5

Let's take an example where we have an SPA accessing an API using the OIDC implicit flow.

Since OAuth scopes are coarse-grained, it is often necessary to perform additional authorization on the resource servers. This can be the case for example when accessing dynamic resources (e.g filesystem) via an endpoint - where access is restricted by permissions tied to the userId, but it is not practical to use OAuth scopes only because of the dynamic nature of the resources.

In these cases the endpoint itself can be protected by an OAuth scope, while access to the resources that the endpoint operates on (e.g files) will be granted based on the userId. Hence the user's identity must be securely sent in the API request.

An obivious choice can be to send the ID token that was obtained when authenticating, together with the access token that was obtained at the same time.

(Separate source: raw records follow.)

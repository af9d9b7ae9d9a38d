//! Derived, change-suppressed views over an entity store.

use std::fmt;
use std::rc::Rc;

use herd_foundation::{
    Entity, EntityId, Error, ErrorContext, Observable, OrderedMap, Result, TurnQueue,
};
use herd_storage::{Active, EntitiesState, EntityStore};
use tracing::{debug, trace};

use crate::options::SelectOptions;

/// Query engine over one [`EntityStore`].
///
/// `select*` methods return [`Observable`]s that replay the current derived
/// value on subscribe and then re-emit only when it changes. `get*` methods
/// read the latest snapshot synchronously. Each subscription keeps its own
/// "last emitted" marker, so views on the same store are independent.
pub struct QueryEntity<'s, E: Entity> {
    store: &'s EntityStore<E>,
    turns: TurnQueue,
}

impl<'s, E: Entity> QueryEntity<'s, E> {
    /// Creates a query engine with its own turn queue.
    #[must_use]
    pub fn new(store: &'s EntityStore<E>) -> Self {
        Self::with_turns(store, TurnQueue::new())
    }

    /// Creates a query engine that batches `select_many` on `turns`.
    #[must_use]
    pub fn with_turns(store: &'s EntityStore<E>, turns: TurnQueue) -> Self {
        Self { store, turns }
    }

    /// Returns the store this engine reads.
    #[must_use]
    pub fn store(&self) -> &'s EntityStore<E> {
        self.store
    }

    /// Returns the turn queue `select_many` flushes on.
    #[must_use]
    pub fn turns(&self) -> &TurnQueue {
        &self.turns
    }

    // =========================================================================
    // Generic selection
    // =========================================================================

    /// Projects each snapshot and emits when the projection changes.
    #[must_use]
    pub fn select<R>(&self, projector: impl Fn(&EntitiesState<E>) -> R + 'static) -> Observable<R>
    where
        R: Clone + PartialEq + 'static,
    {
        self.store.observe().map(projector).distinct_until_changed()
    }

    /// Like [`select`](Self::select), but skips snapshots whose collection is
    /// unchanged before projecting.
    fn select_collection<R>(
        &self,
        projector: impl Fn(&EntitiesState<E>) -> R + 'static,
    ) -> Observable<R>
    where
        R: Clone + PartialEq + 'static,
    {
        self.store
            .observe()
            .distinct_by(EntitiesState::same_collection)
            .map(projector)
            .distinct_until_changed()
    }

    // =========================================================================
    // Collections
    // =========================================================================

    /// Emits the entities in collection order, shaped by `options`.
    #[must_use]
    pub fn select_all(&self, options: &SelectOptions<E>) -> Observable<Vec<E>> {
        let options = options.clone();
        self.select_collection(move |state| options.apply(state))
    }

    /// Emits the entities keyed by id, shaped by `options`.
    #[must_use]
    pub fn select_all_as_object(&self, options: &SelectOptions<E>) -> Observable<OrderedMap<E>> {
        let options = options.clone();
        self.select_collection(move |state| keyed(options.apply(state)))
    }

    /// Returns the entities in collection order, shaped by `options`.
    #[must_use]
    pub fn get_all(&self, options: &SelectOptions<E>) -> Vec<E> {
        self.store.with_value(|state| options.apply(state))
    }

    /// Returns the entities keyed by id, shaped by `options`.
    #[must_use]
    pub fn get_all_as_object(&self, options: &SelectOptions<E>) -> OrderedMap<E> {
        keyed(self.get_all(options))
    }

    /// Emits the requested entities in the requested order, once per turn.
    ///
    /// Delivery is deferred until [`turns`](Self::turns) is drained; all
    /// changes within one turn collapse into a single emission.
    #[must_use]
    pub fn select_many<T: Into<EntityId>>(
        &self,
        ids: impl IntoIterator<Item = T>,
        options: &SelectOptions<E>,
    ) -> Observable<Vec<Option<E>>> {
        self.select_many_as_object(ids, options)
            .map(|picked: &OrderedMap<Option<E>>| picked.to_vec())
            .distinct_until_changed()
    }

    /// Keyed form of [`select_many`](Self::select_many).
    #[must_use]
    pub fn select_many_as_object<T: Into<EntityId>>(
        &self,
        ids: impl IntoIterator<Item = T>,
        options: &SelectOptions<E>,
    ) -> Observable<OrderedMap<Option<E>>> {
        let ids: Vec<EntityId> = ids.into_iter().map(Into::into).collect();
        let options = options.clone();
        let store = self.store.name().to_string();
        self.store
            .observe()
            .distinct_by(EntitiesState::same_collection)
            .map(move |state| options.pick(state, &ids).into_iter().collect::<OrderedMap<_>>())
            .audit(Rc::new(self.turns.clone()))
            .inspect(move |picked: &OrderedMap<Option<E>>| {
                trace!(store = %store, count = picked.len(), "select_many flushed");
            })
            .distinct_until_changed()
    }

    // =========================================================================
    // Single entities
    // =========================================================================

    /// Emits the entity with `id`, or `None` while it is absent.
    #[must_use]
    pub fn select_entity(&self, id: impl Into<EntityId>) -> Observable<Option<E>> {
        let id = id.into();
        self.select(move |state| state.get(&id).cloned())
    }

    /// Emits a projection of the entity with `id`. Changes to fields outside
    /// the projection do not re-emit.
    #[must_use]
    pub fn select_entity_with<R>(
        &self,
        id: impl Into<EntityId>,
        projector: impl Fn(&E) -> R + 'static,
    ) -> Observable<Option<R>>
    where
        R: Clone + PartialEq + 'static,
    {
        let id = id.into();
        self.select(move |state| state.get(&id).map(&projector))
    }

    /// Returns the entity with `id`.
    #[must_use]
    pub fn get_entity(&self, id: impl Into<EntityId>) -> Option<E> {
        let id = id.into();
        self.store.with_value(|state| state.get(&id).cloned())
    }

    /// Emits the entity at the head of the collection.
    #[must_use]
    pub fn select_first(&self) -> Observable<Option<E>> {
        self.select(|state| state.iter().next().cloned())
    }

    /// Emits the entity at the tail of the collection.
    #[must_use]
    pub fn select_last(&self) -> Observable<Option<E>> {
        self.select(|state| state.iter().next_back().cloned())
    }

    /// Returns true if the collection contains `id`.
    #[must_use]
    pub fn has_entity(&self, id: impl Into<EntityId>) -> bool {
        let id = id.into();
        self.store.with_value(|state| state.contains(&id))
    }

    /// Returns true if any entity matches `predicate`.
    #[must_use]
    pub fn has_entity_where(&self, predicate: impl Fn(&E) -> bool) -> bool {
        self.store.with_value(|state| state.iter().any(|entity| predicate(entity)))
    }

    // =========================================================================
    // Active selection
    // =========================================================================

    /// Emits the active entity (the first one, if several are active).
    ///
    /// # Errors
    ///
    /// Returns `NoActiveEntity` if nothing is active when called.
    pub fn select_active(&self) -> Result<Observable<Option<E>>> {
        self.ensure_active("select_active")?;
        Ok(self.select(|state| active_entity(state).cloned()))
    }

    /// Emits a projection of the active entity.
    ///
    /// # Errors
    ///
    /// Returns `NoActiveEntity` if nothing is active when called.
    pub fn select_active_with<R>(
        &self,
        projector: impl Fn(&E) -> R + 'static,
    ) -> Result<Observable<Option<R>>>
    where
        R: Clone + PartialEq + 'static,
    {
        self.ensure_active("select_active_with")?;
        Ok(self.select(move |state| active_entity(state).map(&projector)))
    }

    /// Returns the active entity.
    ///
    /// # Errors
    ///
    /// Returns `NoActiveEntity` if nothing is active.
    pub fn get_active(&self) -> Result<E> {
        self.store
            .with_value(|state| active_entity(state).cloned())
            .ok_or_else(|| self.no_active("get_active"))
    }

    /// Emits every active entity in selection order.
    #[must_use]
    pub fn select_active_many(&self) -> Observable<Vec<E>> {
        self.select(active_entities)
    }

    /// Returns every active entity in selection order.
    #[must_use]
    pub fn get_active_many(&self) -> Vec<E> {
        self.store.with_value(active_entities)
    }

    /// Emits the raw active selection.
    #[must_use]
    pub fn select_active_id(&self) -> Observable<Active> {
        self.select(|state| state.active().clone())
    }

    /// Returns the raw active selection.
    #[must_use]
    pub fn get_active_id(&self) -> Active {
        self.store.with_value(|state| state.active().clone())
    }

    fn ensure_active(&self, operation: &str) -> Result<()> {
        if self.store.with_value(|state| state.active().is_none()) {
            return Err(self.no_active(operation));
        }
        Ok(())
    }

    fn no_active(&self, operation: &str) -> Error {
        debug!(store = self.store.name(), operation, "no active entity");
        Error::no_active_entity().with_context(
            ErrorContext::new()
                .with_store(self.store.name())
                .with_operation(operation),
        )
    }

    // =========================================================================
    // Counts and scalars
    // =========================================================================

    /// Emits the number of entities.
    #[must_use]
    pub fn select_count(&self) -> Observable<usize> {
        self.select(EntitiesState::len)
    }

    /// Emits the number of entities matching `predicate`.
    #[must_use]
    pub fn select_count_where(&self, predicate: impl Fn(&E) -> bool + 'static) -> Observable<usize> {
        self.select_collection(move |state| state.iter().filter(|entity| predicate(entity)).count())
    }

    /// Returns the number of entities.
    #[must_use]
    pub fn get_count(&self) -> usize {
        self.store.with_value(EntitiesState::len)
    }

    /// Returns the number of entities matching `predicate`.
    #[must_use]
    pub fn get_count_where(&self, predicate: impl Fn(&E) -> bool) -> usize {
        self.store
            .with_value(|state| state.iter().filter(|entity| predicate(entity)).count())
    }

    /// Emits the loading flag.
    #[must_use]
    pub fn select_loading(&self) -> Observable<bool> {
        self.select(EntitiesState::loading)
    }

    /// Returns the loading flag.
    #[must_use]
    pub fn get_loading(&self) -> bool {
        self.store.with_value(EntitiesState::loading)
    }

    /// Emits the error payload.
    #[must_use]
    pub fn select_error(&self) -> Observable<Option<String>> {
        self.select(|state| state.error().map(str::to_string))
    }

    /// Returns the error payload.
    #[must_use]
    pub fn get_error(&self) -> Option<String> {
        self.store.with_value(|state| state.error().map(str::to_string))
    }

    // =========================================================================
    // Snapshot and lineage
    // =========================================================================

    /// Returns the latest snapshot.
    #[must_use]
    pub fn get_snapshot(&self) -> EntitiesState<E> {
        self.store.value()
    }

    /// Returns true if the collection was replaced by `set` since the last
    /// reset, or differs from the snapshot that reset produced.
    ///
    /// The lineage belongs to the store, so every engine on it agrees.
    #[must_use]
    pub fn is_dirty(&self) -> bool {
        self.store.is_dirty()
    }

    /// Negation of [`is_dirty`](Self::is_dirty).
    #[must_use]
    pub fn is_pristine(&self) -> bool {
        !self.is_dirty()
    }
}

impl<E: Entity> fmt::Debug for QueryEntity<'_, E> {
    fn fmt(&self, f: &mut fmt::Formatter<'_>) -> fmt::Result {
        f.debug_struct("QueryEntity")
            .field("store", &self.store.name())
            .field("turns", &self.turns)
            .finish()
    }
}

fn active_entity<E: Entity>(state: &EntitiesState<E>) -> Option<&E> {
    state.active().primary().and_then(|id| state.get(id))
}

fn active_entities<E: Entity>(state: &EntitiesState<E>) -> Vec<E> {
    state
        .active()
        .ids()
        .iter()
        .filter_map(|id| state.get(id))
        .cloned()
        .collect()
}

fn keyed<E: Entity>(entities: Vec<E>) -> OrderedMap<E> {
    entities.into_iter().map(|entity| (entity.id(), entity)).collect()
}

There is a standard way for sending the access token in a HTTP request (the Authorization header), but is there one for the ID token? Or should I just make up a header name like 'X-Identity'?

sfThomas
  • 1,895
  • 2
  • 18
  • 26
  • If the API receives the ID Token, will it then also still need the Access Token? If not, then you might just [replace it](http://stackoverflow.com/questions/33265812/best-http-authorization-header-type-for-jwt) in your `Authorization: Bearer` (or `Authorization: JWT`) header. – Pieter Ennes Aug 08 '16 at 12:09
  • Yes, the API needs to know if the user has access to the operation that the endpoint represents (hence the access token), and to the resource that the operation is performed on (hence the id_token). – sfThomas Aug 08 '16 at 12:13

2 Answers2

3

To answer the question: there is no standard for passing the ID token in an HTTP request.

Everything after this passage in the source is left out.